Labella v. Labella

With so much of the majority opinion as sustains the award of alimony made by the trial court, I cannot agree.

Alimony is based upon the continuing duty of a husband to support a wife whom he has in legal effect abandoned. Heard v. Heard, 116 Conn. 632,636, 166 A. 67; Christiano v. Christiano, 131 Conn. 589,596, 41 A.2d 779; Romaine v. Chauncey,129 N.Y. 566, 570, 29 N.E. 826. Where a wife brings an equitable action for separate maintenance, we have said that "the measure of the husband's duty is that support to which the wife is entitled by virtue of the marital contract. . . . generally speaking, it requires the husband to provide `within the reasonable limits of his ability, for her comfort and happiness as well as for her mere bodily shelter and food.'" Smith v. Smith, 114 Conn. 575, 580, 159 A. 489. The same consideration lies at the basis of the award of alimony in a divorce case. As the majority opinion states, the trial court has a wide discretion in determining the nature and amount of alimony. It is also true that it may properly take into consideration the property, income and earning capacity of *Page 320 the parties respectively, and any other relevant circumstances. Felton v. Felton, 123 Conn. 564, 568,196 A. 791. But the case before us is lacking in any elements other than those specified which could materially enter into the determination of the amount of the award.

At the time of the trial the defendant was forty-three years of age. In 1943, after the defendant learned of the circumstances concerning the birth of the child, Michael, the parties divided the plaintiff's estate, amounting to $34,000, and the defendant received $17,000. She spent $10,000 of this money in the purchase of an annuity policy, under the terms of which she would receive a monthly sum of $50 after she reached the age of fifty-five. Under the divorce decree she received the sum of $18,000, and the plaintiff was required to pay to the defendant the premiums upon a policy of insurance upon his life in the sum of $18,000 of which she was the irrevocable beneficiary. The trial court treated the house which the parties occupied before they separated, the title to which was in her name, and the furniture in it as her property; the house had an assessed value of $12,910 but was worth more; and the value of the furniture is not found. The defendant also has endowment insurance policies with an aggregate face value of $6,000, with some interest accumulated on them, payable in 1955, upon which she has to pay premiums; four war bonds, each for $1000, payable in 1955; $500 in cash; and an automobile given her by the plaintiff. At the time of the divorce, apart from the plaintiff's professional equipment, an automobile, certain policies of insurance upon his life payable to Michael and one on the life of Michael payable to the plaintiff, his estate consisted of war bonds having a maturity value of *Page 321 $54,000 and worth at the time of the trial a little more than $40,000.
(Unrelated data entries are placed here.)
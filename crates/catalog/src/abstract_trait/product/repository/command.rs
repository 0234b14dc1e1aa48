use crate::model::ProductWithCategories;
use anyhow::Result;
use async_trait::async_trait;
use shared::{
    domain::requests::{CreateProductRequest, UpdateProductRequest},
    errors::RepositoryError,
};
use std::sync::Arc;

pub type DynProductCommandRepository = Arc<dyn ProductCommandRepositoryTrait + Send + Sync>;

#[async_trait]
pub trait ProductCommandRepositoryTrait {
    /// Inserts the row and connects `category_ids` when the list is non-empty.
    async fn create_product(
        &self,
        req: &CreateProductRequest,
    ) -> Result<ProductWithCategories, RepositoryError>;
    /// Overwrites the present scalar fields and, when `category_ids` is
    /// present, sets the association to exactly that list.
    async fn update_product(
        &self,
        id: &str,
        req: &UpdateProductRequest,
    ) -> Result<ProductWithCategories, RepositoryError>;
    async fn delete_product(&self, id: &str) -> Result<(), RepositoryError>;
}
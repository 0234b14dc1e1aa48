use chrono::NaiveDateTime;
use serde::{Deserialize, Serialize};
use sqlx::FromRow;

#[derive(Debug, Clone, Serialize, Deserialize, FromRow)]
pub struct Category {
    pub id: String,
    pub name: String,
    pub parent_category_id: Option<String>,
    pub created_at: NaiveDateTime,
}
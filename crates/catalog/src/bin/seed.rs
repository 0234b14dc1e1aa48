use anyhow::{Context, Result};
use catalog::{
    config::{Config, run_migrations},
    repository::category::CategoryCommandRepository,
    seed::seed_categories,
};
use dotenv::dotenv;
use shared::{config::ConnectionManager, utils::init_logger};
use tracing::info;

#[tokio::main]
async fn main() -> Result<()> {
    dotenv().ok();

    let config = Config::init().context("Failed to load configuration")?;

    init_logger(None, "catalog-seed", config.is_dev, false)?;

    let db_pool =
        ConnectionManager::new_pool(&config.database_url, config.db_min_conn, config.db_max_conn)
            .await
            .context("Failed to initialize database pool")?;

    if config.run_migrations {
        run_migrations(&db_pool).await?;
    }

    let repo = CategoryCommandRepository::new(db_pool.clone());
    let categories = seed_categories(&repo)
        .await
        .context("Failed to seed categories")?;

    info!("✅ Seed complete: {} categories", categories.len());

    db_pool.close().await;

    Ok(())
}
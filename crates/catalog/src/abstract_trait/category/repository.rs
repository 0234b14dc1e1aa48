use crate::model::Category as CategoryModel;
use anyhow::Result;
use async_trait::async_trait;
use shared::errors::RepositoryError;
use std::sync::Arc;

pub type DynCategoryQueryRepository = Arc<dyn CategoryQueryRepositoryTrait + Send + Sync>;

#[async_trait]
pub trait CategoryQueryRepositoryTrait {
    /// Every category as a flat row, in insertion order.
    async fn find_all(&self) -> Result<Vec<CategoryModel>, RepositoryError>;
}

#[async_trait]
pub trait CategoryCommandRepositoryTrait {
    async fn create_category(
        &self,
        name: &str,
        parent_category_id: Option<&str>,
    ) -> Result<CategoryModel, RepositoryError>;
    async fn delete_all(&self) -> Result<u64, RepositoryError>;
}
Upon the basis solely of these property items, there could be no reasonable ground to attack the award of alimony in this case. The significant fact is, however, that for the years 1943 to 1945 the plaintiff's taxable net income, less the income tax paid on it, averaged between $18,000 and $19,000 a year; and his gross income for the first nine months of 1946 was substantially equal to his net taxable income for the entire preceding year. The defendant before the marriage of the parties in 1928 had been a trained nurse; from 1932 until the separation in 1943 she had assisted the plaintiff by keeping his books; but she had at the time of the trial no separate income. If we add together the $17,000 received by her when the parties separated and the $18,000 awarded her as alimony, and assume that she sells the home, she would have received from the plaintiff about $50,000, certainly not much more than that. Of this, $10,000 has been used to purchase the annuity policy under which she will not receive payments until 1955. She would be fortunate if she could secure an annual income from the assets in her hands amounting to as much as $2000. It is only necessary to point to the contrast between the net income of some $18,000 accruing each year to the plaintiff, the offending party, and the $2000 or so which, until 1955, will be all that will come to the defendant, the injured party, in order to see the essential inequity of the judgment of the trial court. It is, of course, true that the plaintiff may die or for some other reason cease to earn any income or as much as he did before the trial; but the decree is subject to modification should a material change of circumstances require. The statute quoted in the *Page 322 majority opinion authorizes an award of alimony from income in addition to property given. For the trial court in effect not to take note of the very large past and present income of the plaintiff and not to make a more adequate provision for the support of the defendant constitutes, in my judgment, a clear abuse of discretion.

In this opinion BROWN, J., concurred.